Job submission server address: http://127.0.0.1:36403
Traceback (most recent call last):
  File "/home/aaa/dev/miniconda3/envs/xxx/bin/ray", line 8, in <module>
    sys.exit(main())
             ^^^^^^
  File "/home/aaa/dev/miniconda3/envs/xxx/lib/python3.11/site-packages/ray/scripts/scripts.py", line 2612, in main
    return cli()
           ^^^^^
  File "/home/aaa/dev/miniconda3/envs/xxx/lib/python3.11/site-packages/click/core.py", line 1157, in __call__
    return self.main(*args, **kwargs)
           ^^^^^^^^^^^^^^^^^^^^^^^^^^
  File "/home/aaa/dev/miniconda3/envs/xxx/lib/python3.11/site-packages/click/core.py", line 1078, in main
    rv = self.invoke(ctx)
         ^^^^^^^^^^^^^^^^
  File "/home/aaa/dev/miniconda3/envs/xxx/lib/python3.11/site-packages/click/core.py", line 1688, in invoke
    return _process_result(sub_ctx.command.invoke(sub_ctx))
                           ^^^^^^^^^^^^^^^^^^^^^^^^^^^^^^^
  File "/home/aaa/dev/miniconda3/envs/xxx/lib/python3.11/site-packages/click/core.py", line 1688, in invoke
    return _process_result(sub_ctx.command.invoke(sub_ctx))
                           ^^^^^^^^^^^^^^^^^^^^^^^^^^^^^^^
  File "/home/aaa/dev/miniconda3/envs/xxx/lib/python3.11/site-packages/click/core.py", line 1434, in invoke
    return ctx.invoke(self.callback, **ctx.params)
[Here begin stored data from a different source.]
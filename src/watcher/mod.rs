//! File watching for `--watch`.
//!
//! Uses the notify crate for cross-platform file system events.
use std::ffi::OsString;
use std::path::{Path, PathBuf};
use std::sync::mpsc::{self, Receiver};

use notify::{Event, RecommendedWatcher, RecursiveMode, Watcher};

use crate::timer::DelayedAction;

/// Quiet period after the last file event before a reload.
pub const WATCH_DEBOUNCE_MS: u64 = 200;

/// Watches a single file and emits debounced change notifications.
pub struct FileWatcher {
    _watcher: RecommendedWatcher,
    rx: Receiver<notify::Result<Event>>,
    watch_root: PathBuf,
    target_path: PathBuf,
    target_name: Option<OsString>,
    pending: DelayedAction,
}

impl FileWatcher {
    /// Create a watcher for `path`.
    ///
    /// # Errors
    /// Returns an error if the file watcher cannot be created or the path cannot be watched.
    pub fn new(path: impl AsRef<Path>, debounce_ms: u64) -> notify::Result<Self> {
        // Event paths from the OS are canonical.
        let target_path = path
            .as_ref()
            .canonicalize()
            .unwrap_or_else(|_| path.as_ref().to_path_buf());
        let target_name = target_path.file_name().map(std::ffi::OsStr::to_os_string);
        let watch_root = watch_root_for(&target_path);

        let (tx, rx) = mpsc::channel();
        let mut watcher = notify::recommended_watcher(move |res| {
            let _ = tx.send(res);
        })?;
        // Editors often replace the file on save, so watch its directory.
        watcher.watch(&watch_root, RecursiveMode::NonRecursive)?;
        tracing::debug!(
            target = %target_path.display(),
            root = %watch_root.display(),
            "file watcher started"
        );

        Ok(Self {
            _watcher: watcher,
            rx,
            watch_root,
            target_path,
            target_name,
            pending: DelayedAction::new(debounce_ms),
        })
    }

    pub fn target_path(&self) -> &Path {
        &self.target_path
    }

    /// Returns true once a debounced file change is ready at `now_ms`.
    pub fn take_change_ready(&mut self, now_ms: u64) -> bool {
        let mut relevant = 0u32;
        let mut irrelevant = 0u32;
        while let Ok(event) = self.rx.try_recv() {
            match event {
                Ok(ev) if self.is_relevant(&ev) => relevant += 1,
                Ok(ev) => {
                    irrelevant += 1;
                    tracing::trace!(kind = ?ev.kind, paths = ?ev.paths, "ignored file event");
                }
                Err(err) => tracing::warn!(%err, "file watcher error"),
            }
        }

        if relevant + irrelevant > 0 {
            tracing::debug!(relevant, irrelevant, "file events polled");
        }
        if relevant > 0 {
            self.pending.arm(now_ms);
        }
        self.pending.take_ready(now_ms)
    }

    fn is_relevant(&self, event: &Event) -> bool {
        event.paths.iter().any(|path| {
            path == &self.watch_root
                || path == &self.target_path
                || self
                    .target_name
                    .as_ref()
                    .is_some_and(|name| path.file_name().is_some_and(|f| f == name))
        })
    }
}

impl std::fmt::Debug for FileWatcher {
    fn fmt(&self, f: &mut std::fmt::Formatter<'_>) -> std::fmt::Result {
        f.debug_struct("FileWatcher")
            .field("target_path", &self.target_path)
            .field("pending", &self.pending)
            .finish_non_exhaustive()
    }
}

fn watch_root_for(path: &Path) -> PathBuf {
    path.parent()
        .filter(|p| !p.as_os_str().is_empty())
        .map_or_else(|| PathBuf::from("."), Path::to_path_buf)
}

#[cfg(test)]
mod tests {
    use super::*;
    use notify::EventKind;
    use std::time::{Duration, Instant};
    use tempfile::tempdir;

    fn event_at(path: PathBuf) -> Event {
        Event {
            kind: EventKind::Any,
            paths: vec![path],
            attrs: notify::event::EventAttributes::new(),
        }
    }

    #[test]
    fn test_directory_level_event_is_relevant_for_watched_file() {
        let dir = tempdir().expect("tempdir");
        let canonical_dir = dir.path().canonicalize().expect("canonicalize");
        let path = canonical_dir.join("newsletter.mjml");
        std::fs::write(&path, "<mjml></mjml>").expect("write");
        let watcher = FileWatcher::new(&path, 10).expect("watcher");

        assert!(watcher.is_relevant(&event_at(canonical_dir)));
    }

    #[test]
    fn test_sibling_file_event_is_irrelevant() {
        let dir = tempdir().expect("tempdir");
        let canonical_dir = dir.path().canonicalize().expect("canonicalize");
        let path = canonical_dir.join("newsletter.mjml");
        std::fs::write(&path, "<mjml></mjml>").expect("write");
        let watcher = FileWatcher::new(&path, 10).expect("watcher");

        assert!(!watcher.is_relevant(&event_at(canonical_dir.join("newsletter.html"))));
    }

    #[test]
    fn test_watch_root_for_relative_file_is_dot() {
        assert_eq!(watch_root_for(Path::new("draft.mjml")), PathBuf::from("."));
    }

    #[test]
    fn test_no_events_never_ready() {
        let dir = tempdir().expect("tempdir");
        let path = dir.path().join("draft.mjml");
        std::fs::write(&path, "x").expect("write");
        let mut watcher = FileWatcher::new(&path, 10).expect("watcher");
        assert!(!watcher.take_change_ready(0));
        assert!(!watcher.take_change_ready(10_000));
    }

    #[test]
    fn test_real_file_modification_detected() {
        let dir = tempdir().expect("tempdir");
        let canonical_dir = dir.path().canonicalize().expect("canonicalize");
        let path = canonical_dir.join("watched.mjml");
        std::fs::write(&path, "<mjml></mjml>").expect("write");

        let mut watcher = FileWatcher::new(&path, WATCH_DEBOUNCE_MS).expect("watcher");
        std::thread::sleep(Duration::from_millis(500));
        std::fs::write(&path, "<mjml><mj-body></mj-body></mjml>").expect("write");

        let start = Instant::now();
        let deadline = start + Duration::from_secs(5);
        let mut detected = false;
        while Instant::now() < deadline {
            let now_ms = u64::try_from(start.elapsed().as_millis()).unwrap_or(u64::MAX);
            if watcher.take_change_ready(now_ms) {
                detected = true;
                break;
            }
            std::thread::sleep(Duration::from_millis(50));
        }

        assert!(detected, "watcher should report the modification within 5 seconds");
    }
}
           ^^^^^^^^^^^^^^^^^^^^^^^^^^^^^^^^^^^^^^^
  File "/home/aaa/dev/miniconda3/envs/xxx/lib/python3.11/site-packages/click/core.py", line 783, in invoke
    return __callback(*args, **kwargs)
           ^^^^^^^^^^^^^^^^^^^^^^^^^^^
  File "/home/aaa/dev/miniconda3/envs/xxx/lib/python3.11/site-packages/ray/dashboard/modules/job/cli_utils.py", line 54, in wrapper
    return func(*args, **kwargs)
           ^^^^^^^^^^^^^^^^^^^^^
  File "/home/aaa/dev/miniconda3/envs/xxx/lib/python3.11/site-packages/ray/autoscaler/_private/cli_logger.py", line 856, in wrapper
    return f(*args, **kwargs)
           ^^^^^^^^^^^^^^^^^^
  File "/home/aaa/dev/miniconda3/envs/xxx/lib/python3.11/site-packages/ray/dashboard/modules/job/cli.py", line 273, in submit
    job_id = client.submit_job(
             ^^^^^^^^^^^^^^^^^^
  File "/home/aaa/dev/miniconda3/envs/xxx/lib/python3.11/site-packages/ray/dashboard/modules/job/sdk.py", line 254, in submit_job
    self._raise_error(r)
  File "/home/aaa/dev/miniconda3/envs/xxx/lib/python3.11/site-packages/ray/dashboard/modules/dashboard_sdk.py", line 283, in _raise_error
    raise RuntimeError(
RuntimeError: Request failed with status code 500: No available agent to submit job, please try again later..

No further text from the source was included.